[Opening RECORDS FOR THE EXERCISE section]
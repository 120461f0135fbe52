//! Offer selection and lease value scoring.
//!
//! Every caller (batch rescoring, single-listing endpoints, the CLI) goes through this module so
//! the formula and its defaults live in exactly one place.

mod batch;
mod config;
mod score;
mod selector;

pub use batch::{score_inventory, InventoryScoreReport, ListingScoreRow};
pub use config::PricingConfig;
pub use score::{calculate_lease_score, LeaseScore, LeaseScoreInput, UnscoredReason};
pub use selector::{select_best_offer, OfferTarget};

use serde::{Deserialize, Serialize};

use crate::workflows::inventory::{Listing, Offer};

/// Winning offer of a multi-offer reduction together with its breakdown.
#[derive(Debug, Clone, PartialEq, Serialize, Deserialize)]
pub struct ScoredOffer {
    pub offer_index: usize,
    pub offer: Offer,
    pub score: LeaseScore,
}

/// Result of scoring every offer of a listing and keeping the best.
#[derive(Debug, Clone, PartialEq, Serialize, Deserialize)]
pub struct ListingScore {
    #[serde(skip_serializing_if = "Option::is_none")]
    pub best: Option<ScoredOffer>,
    #[serde(skip_serializing_if = "Option::is_none")]
    pub unscored_reason: Option<UnscoredReason>,
}

impl ListingScore {
    pub fn total_score(&self) -> u8 {
        self.best
            .as_ref()
            .map(|scored| scored.score.total_score)
            .unwrap_or(0)
    }
}

/// Score each offer and keep the highest total.
///
/// Equal totals keep the first offer encountered, so the result follows the caller's offer order.
pub fn score_listing(
    retail_price: Option<u32>,
    offers: &[Offer],
    config: &PricingConfig,
) -> ListingScore {
    let Some(retail_price) = retail_price else {
        return ListingScore {
            best: None,
            unscored_reason: Some(UnscoredReason::MissingRetailPrice),
        };
    };

    let mut best: Option<ScoredOffer> = None;
    let mut last_reason = UnscoredReason::NoPricedOffers;

    for (offer_index, offer) in offers.iter().enumerate() {
        let score = calculate_lease_score(
            &LeaseScoreInput {
                retail_price,
                monthly_price: offer.monthly_price,
                mileage_per_year: offer.mileage_per_year,
                first_payment: offer.first_payment,
                contract_months: offer.period_months,
            },
            config,
        );

        if let Some(reason) = score.unscored_reason {
            last_reason = reason;
            continue;
        }

        let improves = best
            .as_ref()
            .map(|current| score.total_score > current.score.total_score)
            .unwrap_or(true);
        if improves {
            best = Some(ScoredOffer {
                offer_index,
                offer: *offer,
                score,
            });
        }
    }

    match best {
        Some(best) => ListingScore {
            best: Some(best),
            unscored_reason: None,
        },
        None => ListingScore {
            best: None,
            unscored_reason: Some(last_reason),
        },
    }
}

impl Listing {
    pub fn lease_score(&self, config: &PricingConfig) -> ListingScore {
        score_listing(self.retail_price, &self.offers, config)
    }

    pub fn display_offer(&self, config: &PricingConfig) -> Option<&Offer> {
        select_best_offer(&self.offers, &OfferTarget::from_config(config), false)
    }
}

#[cfg(test)]
mod tests {
    use super::*;
    use crate::workflows::inventory::{DealerId, ListingId};

    fn offer(monthly_price: u32, mileage_per_year: u32, first_payment: u32) -> Offer {
        Offer {
            monthly_price,
            period_months: 36,
            mileage_per_year,
            first_payment,
        }
    }

    #[test]
    fn keeps_the_highest_scoring_offer() {
        let offers = [
            offer(2_900, 15_000, 0),
            offer(2_550, 25_000, 0),
            offer(2_550, 10_000, 0),
        ];
        let result = score_listing(Some(300_000), &offers, &PricingConfig::default());
        let total = result.total_score();
        let best = result.best.expect("scored");
        assert_eq!(best.offer_index, 1);
        assert_eq!(best.offer.mileage_per_year, 25_000);
        assert_eq!(total, best.score.total_score);
    }

    #[test]
    fn equal_totals_keep_the_first_offer() {
        let offers = [offer(2_550, 15_000, 0), offer(2_550, 15_000, 0)];
        let result = score_listing(Some(300_000), &offers, &PricingConfig::default());
        assert_eq!(result.best.expect("scored").offer_index, 0);
    }

    #[test]
    fn unscorable_offers_are_skipped() {
        let offers = [offer(0, 15_000, 0), offer(3_000, 15_000, 0)];
        let result = score_listing(Some(300_000), &offers, &PricingConfig::default());
        assert_eq!(result.best.expect("scored").offer_index, 1);
    }

    #[test]
    fn missing_retail_price_is_reported() {
        let result = score_listing(None, &[offer(2_000, 15_000, 0)], &PricingConfig::default());
        assert!(result.best.is_none());
        assert_eq!(result.unscored_reason, Some(UnscoredReason::MissingRetailPrice));
        assert_eq!(result.total_score(), 0);

        let empty = score_listing(Some(300_000), &[], &PricingConfig::default());
        assert_eq!(empty.unscored_reason, Some(UnscoredReason::NoPricedOffers));
    }

    #[test]
    fn listing_helpers_use_configured_targets() {
        let listing = Listing {
            id: ListingId("lst-1".to_string()),
            dealer_id: DealerId("dealer-1".to_string()),
            make: "Toyota".to_string(),
            model: "Aygo X".to_string(),
            variant: "Active".to_string(),
            horsepower: Some(72),
            transmission: None,
            fuel_type: None,
            retail_price: Some(189_900),
            offers: vec![offer(2_195, 15_000, 4_995), offer(2_395, 20_000, 4_995)],
        };
        let config = PricingConfig::default();

        let shown = listing.display_offer(&config).expect("offer shown");
        assert_eq!(shown.mileage_per_year, 15_000);
        assert!(listing.lease_score(&config).best.is_some());
    }
}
[Closing RECORDS FOR THE EXERCISE section]
[WHAT IS BEING ASKED]
Exactly as they appear, restate all of the entries.

[RESULT OF THE EXERCISE]
repository 120461f0135fbe52
//! Offer selection and lease value scoring.
//!
//! Every caller (batch rescoring, single-listing endpoints, the CLI) goes through this module so
//! the formula and its defaults live in exactly one place.

mod batch;
mod config;
mod score;
mod selector;

pub use batch::{score_inventory, InventoryScoreReport, ListingScoreRow};
pub use config::PricingConfig;
pub use score::{calculate_lease_score, LeaseScore, LeaseScoreInput, UnscoredReason};
pub use selector::{select_best_offer, OfferTarget};

use serde::{Deserialize, Serialize};

use crate::workflows::inventory::{Listing, Offer};

/// Winning offer of a multi-offer reduction together with its breakdown.
#[derive(Debug, Clone, PartialEq, Serialize, Deserialize)]
pub struct ScoredOffer {
    pub offer_index: usize,
    pub offer: Offer,
    pub score: LeaseScore,
}

/// Result of scoring every offer of a listing and keeping the best.
#[derive(Debug, Clone, PartialEq, Serialize, Deserialize)]
pub struct ListingScore {
    #[serde(skip_serializing_if = "Option::is_none")]
    pub best: Option<ScoredOffer>,
    #[serde(skip_serializing_if = "Option::is_none")]
    pub unscored_reason: Option<UnscoredReason>,
}

impl ListingScore {
    pub fn total_score(&self) -> u8 {
        self.best
            .as_ref()
            .map(|scored| scored.score.total_score)
            .unwrap_or(0)
    }
}

/// Score each offer and keep the highest total.
///
/// Equal totals keep the first offer encountered, so the result follows the caller's offer order.
pub fn score_listing(
    retail_price: Option<u32>,
    offers: &[Offer],
    config: &PricingConfig,
) -> ListingScore {
    let Some(retail_price) = retail_price else {
        return ListingScore {
            best: None,
            unscored_reason: Some(UnscoredReason::MissingRetailPrice),
        };
    };

    let mut best: Option<ScoredOffer> = None;
    let mut last_reason = UnscoredReason::NoPricedOffers;

    for (offer_index, offer) in offers.iter().enumerate() {
        let score = calculate_lease_score(
            &LeaseScoreInput {
                retail_price,
                monthly_price: offer.monthly_price,
                mileage_per_year: offer.mileage_per_year,
                first_payment: offer.first_payment,
                contract_months: offer.period_months,
            },
            config,
        );

        if let Some(reason) = score.unscored_reason {
            last_reason = reason;
            continue;
        }

        let improves = best
            .as_ref()
            .map(|current| score.total_score > current.score.total_score)
            .unwrap_or(true);
        if improves {
            best = Some(ScoredOffer {
                offer_index,
                offer: *offer,
                score,
            });
        }
    }

    match best {
        Some(best) => ListingScore {
            best: Some(best),
            unscored_reason: None,
        },
        None => ListingScore {
            best: None,
            unscored_reason: Some(last_reason),
        },
    }
}

impl Listing {
    pub fn lease_score(&self, config: &PricingConfig) -> ListingScore {
        score_listing(self.retail_price, &self.offers, config)
    }

    pub fn display_offer(&self, config: &PricingConfig) -> Option<&Offer> {
        select_best_offer(&self.offers, &OfferTarget::from_config(config), false)
    }
}

#[cfg(test)]
mod tests {
    use super::*;
    use crate::workflows::inventory::{DealerId, ListingId};

    fn offer(monthly_price: u32, mileage_per_year: u32, first_payment: u32) -> Offer {
        Offer {
            monthly_price,
            period_months: 36,
            mileage_per_year,
            first_payment,
        }
    }

    #[test]
    fn keeps_the_highest_scoring_offer() {
        let offers = [
            offer(2_900, 15_000, 0),
            offer(2_550, 25_000, 0),
            offer(2_550, 10_000, 0),
        ];
        let result = score_listing(Some(300_000), &offers, &PricingConfig::default());
        let total = result.total_score();
        let best = result.best.expect("scored");
        assert_eq!(best.offer_index, 1);
        assert_eq!(best.offer.mileage_per_year, 25_000);
        assert_eq!(total, best.score.total_score);
    }

    #[test]
    fn equal_totals_keep_the_first_offer() {
        let offers = [offer(2_550, 15_000, 0), offer(2_550, 15_000, 0)];
        let result = score_listing(Some(300_000), &offers, &PricingConfig::default());
        assert_eq!(result.best.expect("scored").offer_index, 0);
    }

    #[test]
    fn unscorable_offers_are_skipped() {
        let offers = [offer(0, 15_000, 0), offer(3_000, 15_000, 0)];
        let result = score_listing(Some(300_000), &offers, &PricingConfig::default());
        assert_eq!(result.best.expect("scored").offer_index, 1);
    }

    #[test]
    fn missing_retail_price_is_reported() {
        let result = score_listing(None, &[offer(2_000, 15_000, 0)], &PricingConfig::default());
        assert!(result.best.is_none());
        assert_eq!(result.unscored_reason, Some(UnscoredReason::MissingRetailPrice));
        assert_eq!(result.total_score(), 0);

        let empty = score_listing(Some(300_000), &[], &PricingConfig::default());
        assert_eq!(empty.unscored_reason, Some(UnscoredReason::NoPricedOffers));
    }

    #[test]
    fn listing_helpers_use_configured_targets() {
        let listing = Listing {
            id: ListingId("lst-1".to_string()),
            dealer_id: DealerId("dealer-1".to_string()),
            make: "Toyota".to_string(),
            model: "Aygo X".to_string(),
            variant: "Active".to_string(),
            horsepower: Some(72),
            transmission: None,
            fuel_type: None,
            retail_price: Some(189_900),
            offers: vec![offer(2_195, 15_000, 4_995), offer(2_395, 20_000, 4_995)],
        };
        let config = PricingConfig::default();

        let shown = listing.display_offer(&config).expect("offer shown");
        assert_eq!(shown.mileage_per_year, 15_000);
        assert!(listing.lease_score(&config).best.is_some());
    }
}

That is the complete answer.